Stored items —
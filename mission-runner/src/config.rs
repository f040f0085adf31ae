//! Run configuration assembled once at startup.
//!
//! Every environment-backed setting is read by clap when the CLI is parsed;
//! nothing below `main` looks at the process environment.

use std::fmt;
use std::path::PathBuf;

use chrono::{DateTime, Utc};
use clap::Args;

use crate::agents::AgentKind;
use crate::core::prompt::PullRequestSettings;

pub const DEFAULT_PR_BASE: &str = "main";
pub const DEFAULT_PR_BRANCH_PREFIX: &str = "agent/audit-";
pub const DEFAULT_PR_TITLE: &str = "Use STRICT Conventional Commits format \
(e.g., refactor(skills): [AI-GENERATED] audit and clarify instructions).";
pub const DEFAULT_PR_BODY: &str = "You MUST provide a comprehensive, elite-quality description structured as follows:
### 🔎 Audit Overview
Provide a high-level technical summary of what was audited and the general state of the skills.

### 🛠 Detailed Changes
Provide a per-skill breakdown of specific technical improvements (e.g., Skill X: Removed 40% verbosity, updated paths to match current source tree).

### ⚠️ Manual Review Required
List any specific files where you added <!-- ISSUE --> comments because they require human intervention.";
pub const DEFAULT_PR_LABELS: &str = "automated-pr";

/// Pull request overrides. Unset or empty values fall back to the defaults above.
#[derive(Debug, Clone, Default, Args)]
pub struct PullRequestOverrides {
    /// Repository the PR targets (owner/name).
    #[arg(long = "pr-repository", env = "GITHUB_REPOSITORY")]
    pub repository: Option<String>,
    /// Base branch of the PR.
    #[arg(long = "pr-base", env = "PR_BASE")]
    pub base: Option<String>,
    /// Head branch name; defaults to `agent/audit-<unix time>`.
    #[arg(long = "pr-branch", env = "PR_BRANCH")]
    pub branch: Option<String>,
    /// PR title instruction.
    #[arg(long = "pr-title", env = "PR_TITLE")]
    pub title: Option<String>,
    /// PR body instruction.
    #[arg(long = "pr-body", env = "PR_BODY")]
    pub body: Option<String>,
    /// Comma-separated labels.
    #[arg(long = "pr-labels", env = "PR_LABELS")]
    pub labels: Option<String>,
}

impl PullRequestOverrides {
    /// Apply defaults. `now` seeds the default branch name.
    pub fn resolve(&self, now: DateTime<Utc>) -> PullRequestSettings {
        PullRequestSettings {
            repository: or_default(&self.repository, String::new),
            base: or_default(&self.base, || DEFAULT_PR_BASE.to_string()),
            branch: or_default(&self.branch, || {
                format!("{DEFAULT_PR_BRANCH_PREFIX}{}", now.timestamp())
            }),
            title: or_default(&self.title, || DEFAULT_PR_TITLE.to_string()),
            body: or_default(&self.body, || DEFAULT_PR_BODY.to_string()),
            labels: or_default(&self.labels, || DEFAULT_PR_LABELS.to_string()),
        }
    }
}

fn or_default(value: &Option<String>, default: impl FnOnce() -> String) -> String {
    value
        .as_deref()
        .filter(|v| !v.is_empty())
        .map(str::to_string)
        .unwrap_or_else(default)
}

/// Everything a run needs, resolved from flags and environment.
#[derive(Clone)]
pub struct RunConfig {
    pub mission: Option<String>,
    pub template: Option<String>,
    pub templates_dir: PathBuf,
    pub sources_config: Option<PathBuf>,
    pub github_token: String,
    pub gemini_api_key: Option<String>,
    pub context_files: String,
    pub model: String,
    pub fallback_model: Option<String>,
    pub dry_run: bool,
    pub skip_setup: bool,
    pub agent: AgentKind,
    pub pull_request: PullRequestSettings,
    /// `GITHUB_ENV` file; `None` prints exports to stdout.
    pub github_env: Option<PathBuf>,
    /// Home directory for generated tool configs.
    pub home: Option<PathBuf>,
}

impl RunConfig {
    /// Credential bound to the agent CLI: the GitHub token for Copilot, the
    /// Gemini API key for Gemini.
    pub fn agent_token(&self) -> String {
        match self.agent {
            AgentKind::Copilot => self.github_token.clone(),
            AgentKind::Gemini => self.gemini_api_key.clone().unwrap_or_default(),
        }
    }

    /// Fallback model, with an empty value treated as none.
    pub fn fallback(&self) -> Option<String> {
        self.fallback_model.clone().filter(|m| !m.is_empty())
    }
}

impl fmt::Debug for RunConfig {
    fn fmt(&self, f: &mut fmt::Formatter<'_>) -> fmt::Result {
        f.debug_struct("RunConfig")
            .field("mission", &self.mission.as_ref().map(String::len))
            .field("template", &self.template)
            .field("sources_config", &self.sources_config)
            .field("has_github_token", &!self.github_token.is_empty())
            .field("has_gemini_api_key", &self.gemini_api_key.is_some())
            .field("context_files", &self.context_files)
            .field("model", &self.model)
            .field("fallback_model", &self.fallback_model)
            .field("dry_run", &self.dry_run)
            .field("skip_setup", &self.skip_setup)
            .field("agent", &self.agent)
            .finish_non_exhaustive()
    }
}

WHAT YOU HAVE TO DO — Using the records given above, list every line that includes the word "clap".

RESULT —
//! Every environment-backed setting is read by clap when the CLI is parsed;
use clap::Args;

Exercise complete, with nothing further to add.